There are many policy levers that could be pulled to address inequality. Research has shown, however, that regulations may induce firms, employees and consumers to modify their actions in ways that undo some of the expected benefits of the new policy. An example of this sort of unintended effect that I have uncovered through my research is that nondiscrimination regulations can actually harm low-wage workers by reducing overall employment. It is important to anticipate these kinds of consequences and enact policies that minimize unintended rebound effects. Among the most promising solutions for creating equitable opportunity is to ensure that all Americans have equal access to a quality, low-cost education. Achieving equitable educational outcomes would undoubtedly lead to greater economic equality.

Regarding consumer sentiment, income level is certainly a key factor determining how individuals feel about the economy. We see this evidenced in the survey data, which shows that households in the lowest third of income earners consistently express the lowest consumer sentiment.4 Different economic indicators have dissimilar effects on households depending on their income level. Inflation has a particularly strong, negative effect on low-income households because low-wage individuals and families spend a large portion of their income on necessities, namely housing, food and fuel. If you’re a family of four spending more than half of your income on rent and food, and then those expenses increase by 20%, that level of inflation could lead to insolvency and destitution. It would certainly be a major stressor.

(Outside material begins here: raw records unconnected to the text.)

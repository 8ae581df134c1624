//! Prompt module - ordered, role-tagged message blocks
//!
//! A [`Prompt`] is the unit handed to a completion client: one instruction
//! block, any number of context blocks, and one task block, in that order.
//! The construction API keeps the ordering invariant intact no matter how
//! the blocks are added, and there is deliberately no way to share a
//! partially built prompt between calls: assemblers start from a fresh
//! value every time, so blocks can never accumulate across invocations.

use std::fmt;

/// Structural role of a message block within a prompt
#[derive(Debug, Clone, Copy, PartialEq, Eq)]
pub enum Role {
    /// Fixed extraction instructions; exactly one per prompt, always first
    Instruction,
    /// Document text the completion service should read
    Context,
    /// The analysis case the service should address; always last
    Task,
}

impl fmt::Display for Role {
    fn fmt(&self, f: &mut fmt::Formatter<'_>) -> fmt::Result {
        match self {
            Role::Instruction => write!(f, "instruction"),
            Role::Context => write!(f, "context"),
            Role::Task => write!(f, "task"),
        }
    }
}

/// One role-tagged block of prompt text
#[derive(Debug, Clone, PartialEq, Eq)]
pub struct MessageBlock {
    /// Structural role of this block
    pub role: Role,

    /// Block text
    pub content: String,
}

/// An ordered sequence of message blocks forming one completion request.
///
/// Invariants, enforced by construction:
/// - exactly one [`Role::Instruction`] block, and it is first;
/// - at most one [`Role::Task`] block, and it is last;
/// - context blocks sit between the two in insertion order.
#[derive(Debug, Clone, PartialEq, Eq)]
pub struct Prompt {
    blocks: Vec<MessageBlock>,
}

impl Prompt {
    /// Start a fresh prompt from an instruction.
    ///
    /// The instruction text is copied into the new prompt; callers holding
    /// a shared template are never handed a reference back into it.
    pub fn from_instruction(instruction: impl Into<String>) -> Self {
        Self {
            blocks: vec![MessageBlock {
                role: Role::Instruction,
                content: instruction.into(),
            }],
        }
    }

    /// Append a context block.
    ///
    /// Context always lands before the task block, even when the task was
    /// set first.
    pub fn push_context(&mut self, content: impl Into<String>) {
        let block = MessageBlock {
            role: Role::Context,
            content: content.into(),
        };
        match self.blocks.iter().position(|b| b.role == Role::Task) {
            Some(task_idx) => self.blocks.insert(task_idx, block),
            None => self.blocks.push(block),
        }
    }

    /// Set the task block, replacing any existing one.
    pub fn set_task(&mut self, content: impl Into<String>) {
        self.blocks.retain(|b| b.role != Role::Task);
        self.blocks.push(MessageBlock {
            role: Role::Task,
            content: content.into(),
        });
    }

    /// Builder-style variant of [`set_task`](Self::set_task)
    pub fn with_task(mut self, content: impl Into<String>) -> Self {
        self.set_task(content);
        self
    }

    /// The ordered blocks of this prompt
    pub fn blocks(&self) -> &[MessageBlock] {
        &self.blocks
    }

    /// The instruction text (always present)
    pub fn instruction(&self) -> &str {
        &self.blocks[0].content
    }

    /// The task text, if a task block has been set
    pub fn task(&self) -> Option<&str> {
        self.blocks
            .iter()
            .find(|b| b.role == Role::Task)
            .map(|b| b.content.as_str())
    }

    /// Number of blocks with the given role
    pub fn count_role(&self, role: Role) -> usize {
        self.blocks.iter().filter(|b| b.role == role).count()
    }

    /// Total content length across all blocks, in characters
    pub fn content_chars(&self) -> usize {
        self.blocks.iter().map(|b| b.content.chars().count()).sum()
    }
}

#[cfg(test)]
mod tests {
    use super::*;

    #[test]
    fn test_instruction_is_first() {
        let mut prompt = Prompt::from_instruction("do the thing");
        prompt.push_context("some text");
        assert_eq!(prompt.blocks()[0].role, Role::Instruction);
        assert_eq!(prompt.instruction(), "do the thing");
    }

    #[test]
    fn test_task_is_last() {
        let mut prompt = Prompt::from_instruction("i").with_task("t");
        prompt.push_context("c1");
        prompt.push_context("c2");
        let roles: Vec<Role> = prompt.blocks().iter().map(|b| b.role).collect();
        assert_eq!(
            roles,
            vec![Role::Instruction, Role::Context, Role::Context, Role::Task]
        );
        assert_eq!(prompt.task(), Some("t"));
    }

    #[test]
    fn test_set_task_replaces() {
        let prompt = Prompt::from_instruction("i")
            .with_task("first")
            .with_task("second");
        assert_eq!(prompt.count_role(Role::Task), 1);
        assert_eq!(prompt.task(), Some("second"));
    }

    #[test]
    fn test_exactly_one_instruction() {
        let mut prompt = Prompt::from_instruction("i");
        prompt.push_context("c");
        let prompt = prompt.with_task("t");
        assert_eq!(prompt.count_role(Role::Instruction), 1);
    }

    #[test]
    fn test_content_chars() {
        let prompt = Prompt::from_instruction("ab").with_task("cd");
        assert_eq!(prompt.content_chars(), 4);
    }
}
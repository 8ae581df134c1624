//! Marginalia Report Rendering
//!
//! Turns collected insight records into per-(document, case) artifacts.
//! Two renderers implement the domain's `InsightRenderer` trait:
//!
//! - [`HtmlRenderer`]: a standalone styled HTML page
//! - [`MarkdownRenderer`]: the same structure in portable markdown
//!
//! All extracted text crosses the rendering boundary through the
//! [`escape`] module, whose escape/unescape pairs round-trip
//! byte-exactly.

#![warn(missing_docs)]
#![warn(clippy::all)]

pub mod error;
pub mod escape;
pub mod html;
pub mod markdown;

pub use error::ReportError;
pub use escape::{escape_html, escape_markdown, unescape_html, unescape_markdown};
pub use html::HtmlRenderer;
pub use markdown::MarkdownRenderer;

Interest rate hikes, on the other hand, tend to affect middle- and high-income household sentiment more, as they represent a large share of potential homeowners whose mortgage payments stand to increase with higher rates. U-M’s survey data shows this effect: From 2022-2023, the gap between the sentiment of top-tercile and bottom-tercile income households closed, and for a four-month period the lowest-earning households expressed greater sentiment than the middle- and high-income respondents, which is unprecedented in the survey’s recent history. The good news is that overall sentiment has increased among all income households since their low in 2022, and this uptick coincides with wage growth, especially for low-wage workers, a trend I expect to continue. The wage gains are small but at least in the right direction and hopefully represent the start of a long-term trend.